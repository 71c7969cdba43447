//! Weather lookup for Skyglass.
//!
//! Fetches current conditions for a city from WeatherAPI.com and derives
//! the display text and colour theme shown by the widget.

pub mod form;
pub mod present;
pub mod provider;
pub mod types;

pub use form::{FormView, WeatherForm};
pub use present::{
    location_message, location_message_now, temperature_message, weather_message, DayPeriod,
    GradientStop, WeatherTheme,
};
pub use provider::{parse_current, WeatherProvider};
pub use types::*;
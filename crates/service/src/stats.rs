use chrono::Duration;
use entity::contract;
use sea_orm::{ColumnTrait, DatabaseConnection, EntityTrait, PaginatorTrait, QueryFilter};
use serde::Serialize;

use crate::clock::Clock;
use crate::error::ServiceResult;

pub const EXPIRING_SOON_WINDOW_DAYS: i64 = 30;

#[derive(Clone, Copy, Debug, Serialize, PartialEq, Eq)]
pub struct ContractStats {
    pub total: u64,
    pub active: u64,
    pub expiring_soon: u64,
    pub expired: u64,
}

/// Dashboard counters. Computed over the whole contract table, not scoped by
/// caller identity, unlike the other read paths (see DESIGN.md).
pub async fn contract_stats(
    db: &DatabaseConnection,
    clock: &dyn Clock,
) -> ServiceResult<ContractStats> {
    let today = clock.today();
    let horizon = today + Duration::days(EXPIRING_SOON_WINDOW_DAYS);

    let total = contract::Entity::find().count(db).await?;
    let active = contract::Entity::find()
        .filter(contract::Column::Status.eq(contract::Status::Active))
        .count(db)
        .await?;
    let expiring_soon = contract::Entity::find()
        .filter(contract::Column::Status.eq(contract::Status::Active))
        .filter(contract::Column::EndDate.between(today, horizon))
        .count(db)
        .await?;
    let expired = contract::Entity::find()
        .filter(contract::Column::Status.eq(contract::Status::Expired))
        .count(db)
        .await?;

    Ok(ContractStats {
        total,
        active,
        expiring_soon,
        expired,
    })
}
use sea_orm::entity::prelude::*;

#[derive(Clone, Debug, PartialEq, DeriveEntityModel, Eq)]
#[sea_orm(table_name = "app_user")]
pub struct Model {
    #[sea_orm(primary_key, auto_increment = false)]
    pub id: Uuid,
    #[sea_orm(unique)]
    pub username: String,
    pub role: Role,
    #[sea_orm(indexed)]
    pub manager_id: Option<Uuid>,
    pub is_active: bool,
    pub created_at: DateTimeWithTimeZone,
}

#[derive(Copy, Clone, Debug, EnumIter, DeriveRelation)]
pub enum Relation {
    #[sea_orm(
        belongs_to = "super::manager::Entity",
        from = "Column::ManagerId",
        to = "super::manager::Column::Id",
        on_delete = "SetNull"
    )]
    Manager,
}

impl Related<super::manager::Entity> for Entity {
    fn to() -> RelationDef {
        Relation::Manager.def()
    }
}

#[derive(Copy, Clone, Debug, EnumIter, DeriveActiveEnum, Eq, PartialEq)]
#[sea_orm(rs_type = "String", db_type = "String(Some(16))")]
pub enum Role {
    #[sea_orm(string_value = "ADMIN")]
    Admin,
    #[sea_orm(string_value = "MANAGER")]
    Manager,
}

impl ActiveModelBehavior for ActiveModel {}
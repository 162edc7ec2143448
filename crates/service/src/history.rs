use entity::{contract, contract_history};
use sea_orm::{ColumnTrait, DatabaseConnection, EntityTrait, QueryFilter, QueryOrder};
use uuid::Uuid;

use crate::error::{ServiceError, ServiceResult};
use crate::scope::AccessScope;

/// Status-change audit trail, newest first. With a contract id the caller's
/// scope must cover that contract; without one a manager scope sees only
/// history of contracts it owns.
pub async fn get_history(
    db: &DatabaseConnection,
    contract_id: Option<Uuid>,
    scope: AccessScope,
) -> ServiceResult<Vec<contract_history::Model>> {
    match contract_id {
        Some(contract_id) => history_for_contract(db, contract_id, scope).await,
        None => history_for_scope(db, scope).await,
    }
}

async fn history_for_contract(
    db: &DatabaseConnection,
    contract_id: Uuid,
    scope: AccessScope,
) -> ServiceResult<Vec<contract_history::Model>> {
    let owner = contract::Entity::find_by_id(contract_id)
        .one(db)
        .await?
        .ok_or(ServiceError::ContractNotFound(contract_id))?
        .manager_id;
    if !scope.permits(owner) {
        return Err(ServiceError::AccessDenied);
    }
    Ok(contract_history::Entity::find()
        .filter(contract_history::Column::ContractId.eq(contract_id))
        .order_by_desc(contract_history::Column::ModificationDate)
        .all(db)
        .await?)
}

async fn history_for_scope(
    db: &DatabaseConnection,
    scope: AccessScope,
) -> ServiceResult<Vec<contract_history::Model>> {
    let mut query = contract_history::Entity::find();
    match scope {
        AccessScope::Unrestricted => {}
        AccessScope::RestrictedTo(Some(manager_id)) => {
            query = query
                .inner_join(contract::Entity)
                .filter(contract::Column::ManagerId.eq(manager_id));
        }
        AccessScope::RestrictedTo(None) => return Ok(vec![]),
    }
    Ok(query
        .order_by_desc(contract_history::Column::ModificationDate)
        .all(db)
        .await?)
}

####

Every entry is to be repeated precisely as it stands.

repository 71c7969cdba43447
//! Weather lookup for Skyglass.
//!
//! Fetches current conditions for a city from WeatherAPI.com and derives
//! the display text and colour theme shown by the widget.

pub mod form;
pub mod present;
pub mod provider;
pub mod types;

pub use form::{FormView, WeatherForm};
pub use present::{
    location_message, location_message_now, temperature_message, weather_message, DayPeriod,
    GradientStop, WeatherTheme,
};
pub use provider::{parse_current, WeatherProvider};
pub use types::*;
filename crates/service/src/stats.rs
use chrono::Duration;
use entity::contract;
use sea_orm::{ColumnTrait, DatabaseConnection, EntityTrait, PaginatorTrait, QueryFilter};
use serde::Serialize;

use crate::clock::Clock;
use crate::error::ServiceResult;

pub const EXPIRING_SOON_WINDOW_DAYS: i64 = 30;

#[derive(Clone, Copy, Debug, Serialize, PartialEq, Eq)]
pub struct ContractStats {
    pub total: u64,
    pub active: u64,
    pub expiring_soon: u64,
    pub expired: u64,
}

/// Dashboard counters. Computed over the whole contract table, not scoped by
/// caller identity, unlike the other read paths (see DESIGN.md).
pub async fn contract_stats(
    db: &DatabaseConnection,
    clock: &dyn Clock,
) -> ServiceResult<ContractStats> {
    let today = clock.today();
    let horizon = today + Duration::days(EXPIRING_SOON_WINDOW_DAYS);

    let total = contract::Entity::find().count(db).await?;
    let active = contract::Entity::find()
        .filter(contract::Column::Status.eq(contract::Status::Active))
        .count(db)
        .await?;
    let expiring_soon = contract::Entity::find()
        .filter(contract::Column::Status.eq(contract::Status::Active))
        .filter(contract::Column::EndDate.between(today, horizon))
        .count(db)
        .await?;
    let expired = contract::Entity::find()
        .filter(contract::Column::Status.eq(contract::Status::Expired))
        .count(db)
        .await?;

    Ok(ContractStats {
        total,
        active,
        expiring_soon,
        expired,
    })
}
use sea_orm::entity::prelude::*;

#[derive(Clone, Debug, PartialEq, DeriveEntityModel, Eq)]
#[sea_orm(table_name = "app_user")]
pub struct Model {
    #[sea_orm(primary_key, auto_increment = false)]
    pub id: Uuid,
    #[sea_orm(unique)]
    pub username: String,
    pub role: Role,
    #[sea_orm(indexed)]
    pub manager_id: Option<Uuid>,
    pub is_active: bool,
    pub created_at: DateTimeWithTimeZone,
}

#[derive(Copy, Clone, Debug, EnumIter, DeriveRelation)]
pub enum Relation {
    #[sea_orm(
        belongs_to = "super::manager::Entity",
        from = "Column::ManagerId",
        to = "super::manager::Column::Id",
        on_delete = "SetNull"
    )]
    Manager,
}

impl Related<super::manager::Entity> for Entity {
    fn to() -> RelationDef {
        Relation::Manager.def()
    }
}

#[derive(Copy, Clone, Debug, EnumIter, DeriveActiveEnum, Eq, PartialEq)]
#[sea_orm(rs_type = "String", db_type = "String(Some(16))")]
pub enum Role {
    #[sea_orm(string_value = "ADMIN")]
    Admin,
    #[sea_orm(string_value = "MANAGER")]
    Manager,
}

impl ActiveModelBehavior for ActiveModel {}
repository 162edc7ec2143448
filename crates/service/src/history.rs
use entity::{contract, contract_history};
use sea_orm::{ColumnTrait, DatabaseConnection, EntityTrait, QueryFilter, QueryOrder};
use uuid::Uuid;

use crate::error::{ServiceError, ServiceResult};
use crate::scope::AccessScope;

/// Status-change audit trail, newest first. With a contract id the caller's
/// scope must cover that contract; without one a manager scope sees only
/// history of contracts it owns.
pub async fn get_history(
    db: &DatabaseConnection,
    contract_id: Option<Uuid>,
    scope: AccessScope,
) -> ServiceResult<Vec<contract_history::Model>> {
    match contract_id {
        Some(contract_id) => history_for_contract(db, contract_id, scope).await,
        None => history_for_scope(db, scope).await,
    }
}

async fn history_for_contract(
    db: &DatabaseConnection,
    contract_id: Uuid,
    scope: AccessScope,
) -> ServiceResult<Vec<contract_history::Model>> {
    let owner = contract::Entity::find_by_id(contract_id)
        .one(db)
        .await?
        .ok_or(ServiceError::ContractNotFound(contract_id))?
        .manager_id;
    if !scope.permits(owner) {
        return Err(ServiceError::AccessDenied);
    }
    Ok(contract_history::Entity::find()
        .filter(contract_history::Column::ContractId.eq(contract_id))
        .order_by_desc(contract_history::Column::ModificationDate)
        .all(db)
        .await?)
}

async fn history_for_scope(
    db: &DatabaseConnection,
    scope: AccessScope,
) -> ServiceResult<Vec<contract_history::Model>> {
    let mut query = contract_history::Entity::find();
    match scope {
        AccessScope::Unrestricted => {}
        AccessScope::RestrictedTo(Some(manager_id)) => {
            query = query
                .inner_join(contract::Entity)
                .filter(contract::Column::ManagerId.eq(manager_id));
        }
        AccessScope::RestrictedTo(None) => return Ok(vec![]),
    }
    Ok(query
        .order_by_desc(contract_history::Column::ModificationDate)
        .all(db)
        .await?)
}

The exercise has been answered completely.